After The Fires Went Out: Coyote atfwo-1
Page 5
He ignored that. “I might go grab a few batteries.”
I looked around the parking lot. There wasn’t a single car.
“I wouldn’t,” I said. “It’s not a good idea for us to split up.”
“But it’s a good idea to wander around looking for pills in a place that’s been picked over by a hundred scavengers?”
“Just wait here, okay?

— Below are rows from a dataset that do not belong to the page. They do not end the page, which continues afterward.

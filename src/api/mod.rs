// SPDX-FileCopyrightText: 2026 Bruno Meilick
// SPDX-License-Identifier: LicenseRef-Zonemap-FreeUse-NoCopy-NoDerivatives
//
// All rights reserved.
//
// This file is part of Zonemap and is proprietary software.
// Unauthorized copying, modification, or distribution is prohibited.

//! HTTP surface: JSON project/workspace routes plus the live channel upgrade.

use std::sync::Arc;

use axum::body::Bytes;
use axum::extract::{Path, State};
use axum::http::StatusCode;
use axum::response::{IntoResponse, Json, Response};
use axum::routing::{get, post};
use axum::Router;
use serde::de::DeserializeOwned;
use serde::Deserialize;
use thiserror::Error;
use tracing::{error, warn};

use crate::live::{MessageDispatcher, SessionRegistry};
use crate::model::{
    DecodeError, IdError, Message, MessageType, Project, ProjectDescription, ProjectId,
    WorkspaceIndex,
};
use crate::store::{KeyStore, ProjectRepository, RebuildSummariser, RepositoryError, SqliteKeyStore};

pub mod ws;

#[derive(Debug, Error)]
pub enum ApiError {
    #[error("malformed request body: {0}")]
    Body(#[from] serde_json::Error),
    #[error(transparent)]
    Envelope(#[from] DecodeError),
    #[error("invalid project id: {0}")]
    InvalidId(#[from] IdError),
    #[error(transparent)]
    Repository(#[from] RepositoryError),
    #[error("repository task failed: {0}")]
    Task(#[from] tokio::task::JoinError),
}

impl ApiError {
    pub fn status_code(&self) -> StatusCode {
        match self {
            Self::Body(_) | Self::Envelope(_) | Self::InvalidId(_) => StatusCode::BAD_REQUEST,
            Self::Repository(err) if err.is_not_found() => StatusCode::NOT_FOUND,
            Self::Repository(_) | Self::Task(_) => StatusCode::INTERNAL_SERVER_ERROR,
        }
    }
}

impl IntoResponse for ApiError {
    fn into_response(self) -> Response {
        let status = self.status_code();
        if status.is_server_error() {
            error!(status = status.as_u16(), error = %self, "request failed");
        } else {
            warn!(status = status.as_u16(), error = %self, "request rejected");
        }
        let body = serde_json::json!({ "error": self.to_string() });
        (status, Json(body)).into_response()
    }
}

/// Shared handler state. Cheap to clone.
pub struct AppState<S: KeyStore = SqliteKeyStore> {
    pub repository: Arc<ProjectRepository<S>>,
    pub dispatcher: MessageDispatcher<S>,
    pub app_version: Arc<str>,
}

impl<S: KeyStore> Clone for AppState<S> {
    fn clone(&self) -> Self {
        Self {
            repository: self.repository.clone(),
            dispatcher: self.dispatcher.clone(),
            app_version: self.app_version.clone(),
        }
    }
}

impl<S: KeyStore> AppState<S> {
    pub fn new(repository: Arc<ProjectRepository<S>>, app_version: impl Into<Arc<str>>) -> Self {
        let dispatcher = MessageDispatcher::new(repository.clone(), Arc::new(SessionRegistry::new()));
        Self {
            repository,
            dispatcher,
            app_version: app_version.into(),
        }
    }
}

pub fn router<S: KeyStore>(state: AppState<S>) -> Router {
    Router::new()
        .route("/api/version", get(version::<S>))
        .route("/api/workspaces", get(workspaces::<S>))
        .route("/api/projects", get(projects::<S>))
        .route("/api/project/{id}", get(project::<S>))
        .route("/api/project/model/{id}", get(project_model::<S>))
        .route("/api/project/delete", post(delete_project::<S>))
        .route("/api/project/create", post(create_project::<S>))
        .route("/api/project/update", post(update_project::<S>))
        .route("/api/project/updatemodel", post(update_model::<S>))
        .route("/api/message", get(ws::message_socket::<S>))
        .with_state(state)
}

#[derive(Debug, Deserialize)]
pub struct DeleteRequest {
    #[serde(rename = "ProjectID")]
    pub project_id: String,
}

#[derive(Debug, Deserialize)]
pub struct UpdateRequest {
    #[serde(rename = "projectID", default)]
    pub project_id: String,
    #[serde(default)]
    pub description: ProjectDescription,
}

fn decode_body<T: DeserializeOwned>(body: &[u8]) -> Result<T, ApiError> {
    Ok(serde_json::from_slice(body)?)
}

/// Runs `f` against the repository on the blocking pool.
async fn with_repository<S, T, F>(state: &AppState<S>, f: F) -> Result<T, ApiError>
where
    S: KeyStore,
    T: Send + 'static,
    F: FnOnce(&ProjectRepository<S>) -> Result<T, RepositoryError> + Send + 'static,
{
    let repository = state.repository.clone();
    Ok(tokio::task::spawn_blocking(move || f(&*repository)).await??)
}

pub async fn version<S: KeyStore>(State(state): State<AppState<S>>) -> Json<String> {
    Json(state.app_version.to_string())
}

pub async fn workspaces<S: KeyStore>(
    State(state): State<AppState<S>>,
) -> Result<Json<WorkspaceIndex>, ApiError> {
    Ok(Json(with_repository(&state, |repo| repo.get_workspaces()).await?))
}

pub async fn projects<S: KeyStore>(
    State(state): State<AppState<S>>,
) -> Result<Json<Vec<Project>>, ApiError> {
    Ok(Json(with_repository(&state, |repo| repo.list_projects()).await?))
}

pub async fn project<S: KeyStore>(
    State(state): State<AppState<S>>,
    Path(id): Path<String>,
) -> Result<Json<Project>, ApiError> {
    let id = ProjectId::new(id)?;
    Ok(Json(with_repository(&state, move |repo| repo.get_project(&id)).await?))
}

pub async fn project_model<S: KeyStore>(
    State(state): State<AppState<S>>,
    Path(id): Path<String>,
) -> Result<Json<Message>, ApiError> {
    let id = ProjectId::new(id)?;
    let record = with_repository(&state, {
        let id = id.clone();
        move |repo| repo.get_model(&id)
    })
    .await?;
    Ok(Json(Message::from_model(MessageType::UpdateUi, &id, record)))
}

pub async fn delete_project<S: KeyStore>(
    State(state): State<AppState<S>>,
    body: Bytes,
) -> Result<Json<String>, ApiError> {
    let request: DeleteRequest = decode_body(&body)?;
    let id = ProjectId::new(request.project_id)?;
    let deleted = with_repository(&state, move |repo| repo.delete_project(&id)).await?;
    Ok(Json(deleted.id.into_string()))
}

pub async fn create_project<S: KeyStore>(
    State(state): State<AppState<S>>,
    body: Bytes,
) -> Result<Json<Project>, ApiError> {
    let description: ProjectDescription = decode_body(&body)?;
    Ok(Json(with_repository(&state, move |repo| repo.create_project(description)).await?))
}

pub async fn update_project<S: KeyStore>(
    State(state): State<AppState<S>>,
    body: Bytes,
) -> Result<Json<Project>, ApiError> {
    let request: UpdateRequest = decode_body(&body)?;
    let project = with_repository(&state, move |repo| {
        repo.update_project(&request.project_id, request.description, RebuildSummariser)
    })
    .await?;
    Ok(Json(project))
}

pub async fn update_model<S: KeyStore>(
    State(state): State<AppState<S>>,
    body: Bytes,
) -> Result<Json<Message>, ApiError> {
    let message = Message::decode(&body)?;
    let id = message.project_id()?;
    Ok(Json(with_repository(&state, move |repo| repo.update_model(&id, &message)).await?))
}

I’ll be back in…I don’t know…twenty minutes.”
Probably enough time for him to dig a shallow grave for Pauline; I hoped he wasn’t stupid enough to try.
“Don’t rush on my account,” Graham said. “I wouldn’t want you to overtax that fragile little heart of yours.”
“Wait here,” I said.
I left the shotgun with Graham and made my way to what was once the emergency department; most of the building was burnt almost to the foundations, but there were still parts left standing, including an old folks’ wing that was close to whole.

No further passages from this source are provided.